• _EXTRACTED INFORMATION_

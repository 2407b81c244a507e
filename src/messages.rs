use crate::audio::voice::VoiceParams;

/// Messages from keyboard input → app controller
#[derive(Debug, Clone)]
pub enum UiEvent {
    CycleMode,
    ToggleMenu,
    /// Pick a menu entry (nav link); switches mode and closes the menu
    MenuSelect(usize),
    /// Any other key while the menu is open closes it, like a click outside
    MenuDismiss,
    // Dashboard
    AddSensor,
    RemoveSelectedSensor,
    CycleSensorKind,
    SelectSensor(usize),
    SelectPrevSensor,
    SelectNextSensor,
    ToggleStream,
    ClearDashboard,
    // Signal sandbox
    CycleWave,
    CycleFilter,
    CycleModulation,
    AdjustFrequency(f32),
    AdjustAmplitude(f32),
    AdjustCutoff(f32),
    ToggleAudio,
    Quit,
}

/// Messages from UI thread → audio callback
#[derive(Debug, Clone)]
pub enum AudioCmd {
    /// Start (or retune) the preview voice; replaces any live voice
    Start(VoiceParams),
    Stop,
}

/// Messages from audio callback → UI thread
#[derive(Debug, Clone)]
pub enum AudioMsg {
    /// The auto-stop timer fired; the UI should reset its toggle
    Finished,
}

• _WHAT YOU SHOULD DO_
Select and copy every line of the material that holds the string "VoiceParams".

• _ANSWER BOX_
use crate::audio::voice::VoiceParams;
    Start(VoiceParams),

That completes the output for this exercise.